**Exercise requirements:**
Once the line containing "to active probing." is found in the entries below, restate it and each following line word for word, stopping after the line containing "#![deny(unsafe_code)]".

═══ Input material

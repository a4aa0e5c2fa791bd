//! # Reflex
//!
//! A proxy tunneling protocol designed to be statistically indistinguishable
//! from ordinary application traffic and resistant to active probing.
//!
//! ## Architecture Overview
//!
//! ```text
//! ┌─────────────────────────────────────────────────────────┐
//! │              Proxy Handlers (inbound / outbound)        │
//! ├─────────────────────────────────────────────────────────┤
//! │  Traffic Morph (profile-shaped sizes and delays)        │
//! ├─────────────────────────────────────────────────────────┤
//! │  Frame Channel (ChaCha20-Poly1305, per-direction nonces)│
//! ├─────────────────────────────────────────────────────────┤
//! │  Handshake (X25519 + HKDF, replay & timestamp defense)  │
//! ├─────────────────────────────────────────────────────────┤
//! │  Fallback Relay (non-Reflex bytes to co-located origin) │
//! └─────────────────────────────────────────────────────────┘
//! ```
//!
//! ## Design Goals
//!
//! 1. **Indistinguishability**: packet sizes and timing morphed to match a
//!    chosen reference application (video streaming, VoIP, REST, ...)
//! 2. **Probe Resistance**: unauthenticated traffic is relayed verbatim to a
//!    real origin on the same port, peeked bytes included
//! 3. **Forward Secrecy**: ephemeral X25519 keys per connection
//! 4. **Replay Defense**: timestamp window plus a bounded nonce tracker

#![deny(unsafe_code)]
#![warn(rust_2018_idioms)]

pub mod account;
pub mod config;
pub mod crypto;
pub mod ech;
pub mod error;
pub mod morph;
pub mod protocol;
pub mod proxy;

pub use error::{Error, Result};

══════

**Answer to this problem:**
//! from ordinary application traffic and resistant to active probing.
//!
//! ## Architecture Overview
//!
//! ```text
//! ┌─────────────────────────────────────────────────────────┐
//! │              Proxy Handlers (inbound / outbound)        │
//! ├─────────────────────────────────────────────────────────┤
//! │  Traffic Morph (profile-shaped sizes and delays)        │
//! ├─────────────────────────────────────────────────────────┤
//! │  Frame Channel (ChaCha20-Poly1305, per-direction nonces)│
//! ├─────────────────────────────────────────────────────────┤
//! │  Handshake (X25519 + HKDF, replay & timestamp defense)  │
//! ├─────────────────────────────────────────────────────────┤
//! │  Fallback Relay (non-Reflex bytes to co-located origin) │
//! └─────────────────────────────────────────────────────────┘
//! ```
//!
//! ## Design Goals
//!
//! 1. **Indistinguishability**: packet sizes and timing morphed to match a
//!    chosen reference application (video streaming, VoIP, REST, ...)
//! 2. **Probe Resistance**: unauthenticated traffic is relayed verbatim to a
//!    real origin on the same port, peeked bytes included
//! 3. **Forward Secrecy**: ephemeral X25519 keys per connection
//! 4. **Replay Defense**: timestamp window plus a bounded nonce tracker

#![deny(unsafe_code)]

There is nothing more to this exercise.